Comment: Enterprise Log Managers – An Unsexy, But Vital Tool

Enterprise Log Managers – An Unsexy, But Vital Tool
Enterprise Log Managers – An Unsexy, But Vital Tool

Ultimately, the goal of enterprise log management (ELM) is to get the most critical events escalated to an operations staff so they can react and respond appropriately. In today’s enterprise, it would require culling through millions of events if there was no ELM to correlate that information and point to what is most critical. 

You may be asking: ‘Isn’t this security information and event management (SIEM)?’ It’s not. Well, not entirely. ELM and SIEM are interrelated. SIEM is more concerned with the larger view of your overall security landscape, whereas ELM is focused on a specific element of security (what is happening, and where?). SIEM correlates data across varying data sources and environments – a more holistic view. Therefore, ELM is a subset and critical component of a SIEM program.

Not all companies require a SIEM program. However, most companies would benefit from an ELM solution. For the purposes of this article, we’ll stick to ELM. For more information on SIEM, we encourage you to download ISACA’s free SIEM white paper.

Corporate policies are put forth, as are the related controls, in an effort to deter or prevent undesirable activities. The corporate policies, controls, and data feeds from systems and applications all need to be incorporated into the ELM. A measure of the quality of an ELM technology is how easy it is to interface with your critical systems. Things like, ‘How many different components does it understand?’, so to speak, and ‘How much technical expertise is required in order to make it deliver value?’

Use Cases and Setup

Privileged access monitoring is a classic example in which an ELM gathers logs from various systems and creates a direct workflow to the operations staff, enabling them to take action against items considered inappropriate. For example, a domain admin logged in after an allowed change window that fails to authenticate several times in a row – a potential brute force attack. The system must correlate those events and initiate the appropriate workflow, whatever that may be.

The processes established around the solution are just as important. The log management solution is only as good as the processes and teams that support it. Typically, this requires both an engineering and operations staff. The engineers build and configure the ELM so the right alerts are coming through. The operations staff is then able to take the alerts and, ideally, do the ‘right thing’.

Of course, the less mature your existing processes and workflows, the more iterations will be required. The events you consider ‘taggable’ – the events you are interested in – must tie back to corporate policy. The basic premise of ‘thou shall not access that which you are not allowed to access’ will guide the rules you develop. 

Activity will fall into one of three categories: transactions you don’t care about, transactions you want to know about, and transactions you want to take immediate action on.
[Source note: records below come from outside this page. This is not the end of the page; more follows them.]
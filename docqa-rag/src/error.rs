//! Error types for the `docqa-rag` crate.

use thiserror::Error;

/// Errors that can occur while building an index or answering a question.
#[derive(Debug, Error)]
pub enum RagError {
    /// Missing or rejected service credentials / endpoint. Not retried.
    #[error("Configuration error: {0}")]
    Configuration(String),

    /// The source document could not be located.
    #[error("Source document not found: {path}")]
    SourceNotFound {
        /// The location that was requested.
        path: String,
    },

    /// The source document exists but could not be read or is not UTF-8 text.
    #[error("Source document unreadable: {path}: {message}")]
    SourceUnreadable {
        /// The location that was requested.
        path: String,
        /// A description of the failure.
        message: String,
    },

    /// The document has no pages, or every page is empty.
    #[error("Document is empty: no page contains any text")]
    EmptyDocument,

    /// No index exists at the storage path.
    #[error("No index found at '{path}'")]
    IndexNotFound {
        /// The storage path that was searched.
        path: String,
    },

    /// An index exists at the storage path but cannot be read back.
    #[error("Index at '{path}' is unreadable: {message}")]
    IndexCorrupt {
        /// The storage path of the index.
        path: String,
        /// A description of the failure.
        message: String,
    },

    /// The submitted question is empty or malformed.
    #[error("Invalid query: {0}")]
    InvalidQuery(String),

    /// An upstream service could not be reached or failed.
    #[error("Service unavailable ({service}): {message}")]
    ServiceUnavailable {
        /// The service that failed.
        service: String,
        /// A description of the failure.
        message: String,
    },

    /// An upstream service rejected the call because of rate limiting.
    #[error("Rate limited ({service}): {message}")]
    RateLimited {
        /// The service that rejected the call.
        service: String,
        /// A description of the failure.
        message: String,
    },

    /// The language model answered without any usable text.
    #[error("Service '{service}' returned no usable text")]
    EmptyResponse {
        /// The service that produced the empty answer.
        service: String,
    },

    /// The embedding service returned output that does not match its input.
    #[error("Embedding error ({provider}): {message}")]
    Embedding {
        /// The embedding provider that produced the output.
        provider: String,
        /// A description of the mismatch.
        message: String,
    },

    /// Writing an index to durable storage failed.
    #[error("Storage error at '{path}': {message}")]
    Storage {
        /// The storage path being written.
        path: String,
        /// A description of the failure.
        message: String,
    },
}

impl RagError {
    /// Whether this error means "there is no usable index", i.e. the caller
    /// should be told no answer is available rather than see a crash.
    pub fn is_index_unavailable(&self) -> bool {
        matches!(self, Self::IndexNotFound { .. } | Self::IndexCorrupt { .. })
    }

    /// Whether this is a transient upstream failure a caller may choose to retry.
    pub fn is_transient(&self) -> bool {
        matches!(self, Self::ServiceUnavailable { .. } | Self::RateLimited { .. })
    }
}

/// A convenience result type for RAG operations.
pub type Result<T> = std::result::Result<T, RagError>;
//! In-memory span capture.
//!
//! [`CaptureLayer`] records every span it sees, with its fields, once the
//! span closes. Tests install it with a thread-local subscriber and then
//! inspect the shared [`SpanCapture`].
//!
//! ```rust,ignore
//! let capture = SpanCapture::new();
//! let subscriber = tracing_subscriber::registry().with(CaptureLayer::new(capture.clone()));
//! let _guard = tracing::subscriber::set_default(subscriber);
//! // ... run instrumented code ...
//! assert!(capture.find("qa.ask").is_some());
//! ```

use std::collections::HashMap;
use std::fmt;
use std::sync::{Arc, RwLock};
use std::time::SystemTime;

use serde::Serialize;
use tracing::field::{Field, Visit};
use tracing::span::{Attributes, Record};
use tracing::{Id, Subscriber};
use tracing_subscriber::Layer;
use tracing_subscriber::layer::Context;
use tracing_subscriber::registry::LookupSpan;

/// A closed span.
#[derive(Debug, Clone, Serialize)]
pub struct CapturedSpan {
    pub name: String,
    pub target: String,
    #[serde(skip_serializing_if = "Option::is_none")]
    pub parent: Option<String>,
    /// Nanoseconds since the Unix epoch.
    pub start_time: u128,
    pub end_time: u128,
    pub fields: HashMap<String, serde_json::Value>,
}

impl CapturedSpan {
    /// String value of a field, if it was recorded as a string or via `%`/`?`.
    pub fn field_str(&self, key: &str) -> Option<&str> {
        self.fields.get(key).and_then(|v| v.as_str())
    }
}

/// Spans captured so far, shared between the layer and the test.
#[derive(Debug, Clone, Default)]
pub struct SpanCapture {
    spans: Arc<RwLock<Vec<CapturedSpan>>>,
}

impl SpanCapture {
    pub fn new() -> Self {
        Self::default()
    }

    /// All closed spans in closing order.
    pub fn spans(&self) -> Vec<CapturedSpan> {
        self.spans.read().map(|s| s.clone()).unwrap_or_default()
    }

    /// The first closed span named `name`.
    pub fn find(&self, name: &str) -> Option<CapturedSpan> {
        self.spans.read().ok()?.iter().find(|s| s.name == name).cloned()
    }

    fn push(&self, span: CapturedSpan) {
        if let Ok(mut spans) = self.spans.write() {
            spans.push(span);
        }
    }
}

/// A tracing layer that copies closed spans into a [`SpanCapture`].
pub struct CaptureLayer {
    capture: SpanCapture,
}

impl CaptureLayer {
    pub fn new(capture: SpanCapture) -> Self {
        Self { capture }
    }
}

struct SpanFields(HashMap<String, serde_json::Value>);

struct StartTime(u128);

fn now_nanos() -> u128 {
    SystemTime::now().duration_since(SystemTime::UNIX_EPOCH).unwrap_or_default().as_nanos()
}

impl<S> Layer<S> for CaptureLayer
where
    S: Subscriber + for<'a> LookupSpan<'a>,
{
    fn on_new_span(&self, attrs: &Attributes<'_>, id: &Id, ctx: Context<'_, S>) {
        let Some(span) = ctx.span(id) else { return };
        let mut visitor = JsonVisitor::default();
        attrs.record(&mut visitor);

        let mut extensions = span.extensions_mut();
        extensions.insert(StartTime(now_nanos()));
        extensions.insert(SpanFields(visitor.0));
    }

    fn on_record(&self, id: &Id, values: &Record<'_>, ctx: Context<'_, S>) {
        let Some(span) = ctx.span(id) else { return };
        let mut extensions = span.extensions_mut();
        if let Some(fields) = extensions.get_mut::<SpanFields>() {
            let mut visitor = JsonVisitor::default();
            values.record(&mut visitor);
            fields.0.extend(visitor.0);
        }
    }

    fn on_close(&self, id: Id, ctx: Context<'_, S>) {
        let Some(span) = ctx.span(&id) else { return };
        let extensions = span.extensions();
        let metadata = span.metadata();

        self.capture.push(CapturedSpan {
            name: metadata.name().to_string(),
            target: metadata.target().to_string(),
            parent: span.parent().map(|p| p.name().to_string()),
            start_time: extensions.get::<StartTime>().map(|s| s.0).unwrap_or(0),
            end_time: now_nanos(),
            fields: extensions.get::<SpanFields>().map(|f| f.0.clone()).unwrap_or_default(),
        });
    }
}

#[derive(Default)]
struct JsonVisitor(HashMap<String, serde_json::Value>);

impl Visit for JsonVisitor {
    fn record_str(&mut self, field: &Field, value: &str) {
        self.0.insert(field.name().to_string(), serde_json::json!(value));
    }

    fn record_i64(&mut self, field: &Field, value: i64) {
        self.0.insert(field.name().to_string(), serde_json::json!(value));
    }

    fn record_u64(&mut self, field: &Field, value: u64) {
        self.0.insert(field.name().to_string(), serde_json::json!(value));
    }

    fn record_f64(&mut self, field: &Field, value: f64) {
        self.0.insert(field.name().to_string(), serde_json::json!(value));
    }

    fn record_bool(&mut self, field: &Field, value: bool) {
        self.0.insert(field.name().to_string(), serde_json::json!(value));
    }

    fn record_debug(&mut self, field: &Field, value: &dyn fmt::Debug) {
        self.0.insert(field.name().to_string(), serde_json::json!(format!("{value:?}")));
    }
}
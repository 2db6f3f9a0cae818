//! OpenAI-backed embedding provider and chat model.
//!
//! This module is only available when the `openai` feature is enabled.
//! Both clients call the REST API directly with `reqwest` and map HTTP
//! failures onto the crate's error taxonomy: 401/403 become
//! [`RagError::Configuration`], 429 becomes [`RagError::RateLimited`], and
//! transport errors or 5xx responses become [`RagError::ServiceUnavailable`].

use async_trait::async_trait;
use reqwest::StatusCode;
use serde::{Deserialize, Serialize};
use tracing::{debug, error};

use crate::embedding::EmbeddingProvider;
use crate::error::{RagError, Result};
use crate::llm::{GenerationRequest, LanguageModel};

/// The default OpenAI API base URL.
pub const OPENAI_API_BASE: &str = "https://api.openai.com/v1";

/// The default model for OpenAI embeddings.
const DEFAULT_EMBEDDING_MODEL: &str = "text-embedding-ada-002";

/// The dimensionality of `text-embedding-ada-002`.
const DEFAULT_DIMENSIONS: usize = 1536;

/// The default chat model.
const DEFAULT_CHAT_MODEL: &str = "gpt-4";

const SERVICE: &str = "OpenAI";

/// Read `OPENAI_API_KEY` (required) and `OPENAI_BASE_URL` (optional).
fn credentials_from_env() -> Result<(String, String)> {
    let api_key = std::env::var("OPENAI_API_KEY").map_err(|_| {
        RagError::Configuration("OPENAI_API_KEY environment variable not set".into())
    })?;
    let base_url = std::env::var("OPENAI_BASE_URL").unwrap_or_else(|_| OPENAI_API_BASE.to_string());
    Ok((api_key, base_url))
}

fn check_api_key(api_key: &str) -> Result<()> {
    if api_key.trim().is_empty() {
        return Err(RagError::Configuration("OpenAI API key must not be empty".into()));
    }
    Ok(())
}

/// Map a non-success HTTP status and body onto a [`RagError`].
fn status_error(status: StatusCode, body: String) -> RagError {
    let detail = serde_json::from_str::<ErrorResponse>(&body).map(|e| e.error.message).unwrap_or(body);
    let message = format!("API returned {status}: {detail}");
    match status {
        StatusCode::UNAUTHORIZED | StatusCode::FORBIDDEN => RagError::Configuration(message),
        StatusCode::TOO_MANY_REQUESTS => RagError::RateLimited { service: SERVICE.into(), message },
        _ => RagError::ServiceUnavailable { service: SERVICE.into(), message },
    }
}

async fn post_json<B: Serialize + ?Sized, R: for<'de> Deserialize<'de>>(
    client: &reqwest::Client,
    url: &str,
    api_key: &str,
    body: &B,
) -> Result<R> {
    let response = client.post(url).bearer_auth(api_key).json(body).send().await.map_err(|e| {
        error!(provider = SERVICE, error = %e, "request failed");
        RagError::ServiceUnavailable { service: SERVICE.into(), message: format!("request failed: {e}") }
    })?;

    if !response.status().is_success() {
        let status = response.status();
        let body = response.text().await.unwrap_or_default();
        error!(provider = SERVICE, %status, "API error");
        return Err(status_error(status, body));
    }

    response.json().await.map_err(|e| {
        error!(provider = SERVICE, error = %e, "failed to parse response");
        RagError::ServiceUnavailable {
            service: SERVICE.into(),
            message: format!("failed to parse response: {e}"),
        }
    })
}

/// An [`EmbeddingProvider`] backed by the OpenAI embeddings API.
///
/// # Configuration
///
/// - `model` – defaults to `text-embedding-ada-002`.
/// - `dimensions` – optional dimension override for models that support it.
/// - `api_key` – from the constructor or the `OPENAI_API_KEY` environment variable.
/// - `base_url` – `OPENAI_BASE_URL` or [`OPENAI_API_BASE`]; any OpenAI-compatible endpoint.
///
/// # Example
///
/// ```rust,ignore
/// use docqa_rag::openai::OpenAIEmbeddingProvider;
///
/// let provider = OpenAIEmbeddingProvider::new("sk-...")?;
/// let embedding = provider.embed("hello world").await?;
/// ```
pub struct OpenAIEmbeddingProvider {
    client: reqwest::Client,
    api_key: String,
    base_url: String,
    model: String,
    dimensions: usize,
    /// If set, passed to the API for dimension truncation.
    request_dimensions: Option<usize>,
}

impl OpenAIEmbeddingProvider {
    /// Create a new provider with the given API key.
    ///
    /// # Errors
    ///
    /// Returns [`RagError::Configuration`] if the key is empty.
    pub fn new(api_key: impl Into<String>) -> Result<Self> {
        let api_key = api_key.into();
        check_api_key(&api_key)?;

        Ok(Self {
            client: reqwest::Client::new(),
            api_key,
            base_url: OPENAI_API_BASE.into(),
            model: DEFAULT_EMBEDDING_MODEL.into(),
            dimensions: DEFAULT_DIMENSIONS,
            request_dimensions: None,
        })
    }

    /// Create a new provider from `OPENAI_API_KEY` and `OPENAI_BASE_URL`.
    pub fn from_env() -> Result<Self> {
        let (api_key, base_url) = credentials_from_env()?;
        Ok(Self::new(api_key)?.with_base_url(base_url))
    }

    /// Point the provider at an OpenAI-compatible endpoint.
    pub fn with_base_url(mut self, base_url: impl Into<String>) -> Self {
        self.base_url = base_url.into().trim_end_matches('/').to_string();
        self
    }

    /// Set the model name (e.g. `text-embedding-3-large`).
    pub fn with_model(mut self, model: impl Into<String>) -> Self {
        self.model = model.into();
        self
    }

    /// Set the output dimensions.
    ///
    /// When set, the API returns embeddings truncated to this size.
    /// This also updates the value returned by [`dimensions()`](EmbeddingProvider::dimensions).
    pub fn with_dimensions(mut self, dims: usize) -> Self {
        self.dimensions = dims;
        self.request_dimensions = Some(dims);
        self
    }
}

// ── OpenAI API request/response types ──────────────────────────────

#[derive(Serialize)]
struct EmbeddingRequest<'a> {
    model: &'a str,
    input: &'a [&'a str],
    #[serde(skip_serializing_if = "Option::is_none")]
    dimensions: Option<usize>,
}

#[derive(Deserialize)]
struct EmbeddingResponse {
    data: Vec<EmbeddingData>,
}

#[derive(Deserialize)]
struct EmbeddingData {
    #[serde(default)]
    index: usize,
    embedding: Vec<f32>,
}

#[derive(Serialize)]
struct ChatRequest<'a> {
    model: &'a str,
    messages: Vec<ChatMessage<'a>>,
    #[serde(skip_serializing_if = "Option::is_none")]
    temperature: Option<f32>,
}

#[derive(Serialize)]
struct ChatMessage<'a> {
    role: &'a str,
    content: &'a str,
}

#[derive(Deserialize)]
struct ChatResponse {
    choices: Vec<ChatChoice>,
}

#[derive(Deserialize)]
struct ChatChoice {
    message: AssistantMessage,
}

#[derive(Deserialize)]
struct AssistantMessage {
    #[serde(default)]
    content: Option<String>,
}

#[derive(Deserialize)]
struct ErrorResponse {
    error: ErrorDetail,
}

#[derive(Deserialize)]
struct ErrorDetail {
    message: String,
}

// ── EmbeddingProvider implementation ───────────────────────────────

#[async_trait]
impl EmbeddingProvider for OpenAIEmbeddingProvider {
    fn name(&self) -> &str {
        SERVICE
    }

    async fn embed(&self, text: &str) -> Result<Vec<f32>> {
        debug!(provider = SERVICE, text_len = text.len(), "embedding single text");

        let results = self.embed_batch(&[text]).await?;
        results.into_iter().next().ok_or_else(|| RagError::Embedding {
            provider: SERVICE.into(),
            message: "API returned empty response".into(),
        })
    }

    async fn embed_batch(&self, texts: &[&str]) -> Result<Vec<Vec<f32>>> {
        if texts.is_empty() {
            return Ok(Vec::new());
        }

        debug!(provider = SERVICE, batch_size = texts.len(), model = %self.model, "embedding batch");

        let request_body = EmbeddingRequest {
            model: &self.model,
            input: texts,
            dimensions: self.request_dimensions,
        };
        let url = format!("{}/embeddings", self.base_url);
        let response: EmbeddingResponse =
            post_json(&self.client, &url, &self.api_key, &request_body).await?;

        if response.data.len() != texts.len() {
            return Err(RagError::Embedding {
                provider: SERVICE.into(),
                message: format!("sent {} texts, received {} embeddings", texts.len(), response.data.len()),
            });
        }

        let mut data = response.data;
        data.sort_by_key(|d| d.index);
        Ok(data.into_iter().map(|d| d.embedding).collect())
    }

    fn dimensions(&self) -> usize {
        self.dimensions
    }
}

/// A [`LanguageModel`] backed by the OpenAI chat-completions API.
///
/// Prior turns are replayed as alternating user/assistant messages between
/// the system message and the new question.
///
/// # Example
///
/// ```rust,ignore
/// use docqa_rag::openai::OpenAIChatModel;
///
/// let model = OpenAIChatModel::from_env()?.with_model("gpt-4o-mini");
/// ```
pub struct OpenAIChatModel {
    client: reqwest::Client,
    api_key: String,
    base_url: String,
    model: String,
    temperature: Option<f32>,
}

impl OpenAIChatModel {
    /// Create a new chat model client (`gpt-4` by default).
    ///
    /// # Errors
    ///
    /// Returns [`RagError::Configuration`] if the key is empty.
    pub fn new(api_key: impl Into<String>) -> Result<Self> {
        let api_key = api_key.into();
        check_api_key(&api_key)?;

        Ok(Self {
            client: reqwest::Client::new(),
            api_key,
            base_url: OPENAI_API_BASE.into(),
            model: DEFAULT_CHAT_MODEL.into(),
            temperature: None,
        })
    }

    /// Create a new client from `OPENAI_API_KEY` and `OPENAI_BASE_URL`.
    pub fn from_env() -> Result<Self> {
        let (api_key, base_url) = credentials_from_env()?;
        Ok(Self::new(api_key)?.with_base_url(base_url))
    }

    /// Point the client at an OpenAI-compatible endpoint.
    pub fn with_base_url(mut self, base_url: impl Into<String>) -> Self {
        self.base_url = base_url.into().trim_end_matches('/').to_string();
        self
    }

    /// Set the model name.
    pub fn with_model(mut self, model: impl Into<String>) -> Self {
        self.model = model.into();
        self
    }

    /// Set the sampling temperature.
    pub fn with_temperature(mut self, temperature: f32) -> Self {
        self.temperature = Some(temperature);
        self
    }
}

fn chat_messages(request: &GenerationRequest) -> Vec<ChatMessage<'_>> {
    let mut messages = Vec::with_capacity(request.history.len() * 2 + 2);
    if !request.system.is_empty() {
        messages.push(ChatMessage { role: "system", content: &request.system });
    }
    for turn in &request.history {
        messages.push(ChatMessage { role: "user", content: &turn.question });
        messages.push(ChatMessage { role: "assistant", content: &turn.answer });
    }
    messages.push(ChatMessage { role: "user", content: &request.prompt });
    messages
}

#[async_trait]
impl LanguageModel for OpenAIChatModel {
    fn name(&self) -> &str {
        &self.model
    }

    async fn generate(&self, request: &GenerationRequest) -> Result<String> {
        debug!(
            provider = SERVICE,
            model = %self.model,
            history_len = request.history.len(),
            "chat completion"
        );

        let body = ChatRequest {
            model: &self.model,
            messages: chat_messages(request),
            temperature: self.temperature,
        };
        let url = format!("{}/chat/completions", self.base_url);
        let response: ChatResponse = post_json(&self.client, &url, &self.api_key, &body).await?;

        response
            .choices
            .into_iter()
            .find_map(|choice| choice.message.content.filter(|c| !c.trim().is_empty()))
            .ok_or_else(|| RagError::EmptyResponse { service: self.model.clone() })
    }
}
For example, you might have mis-keyed your password while attempting to log in. That type of transaction is not necessarily one to be concerned about. However, if there are a thousand more attempts in the next 60 seconds, you should know something is amiss. This example is likely a hacker trying to gain brute-force access to your valuable data. Flag it and determine what part of the organization should receive the system workflow.

ELM can provide value through non-security use cases as well. There could be transactional activity that indicates a problem, such as multiple acknowledgement requests being generated as a result of a system glitch. The sheer volume could saturate the network, acting as a denial of service attack. The ELM could flag this type of activity when it occurs so that preventive remediation can begin, potentially averting outage of a critical service.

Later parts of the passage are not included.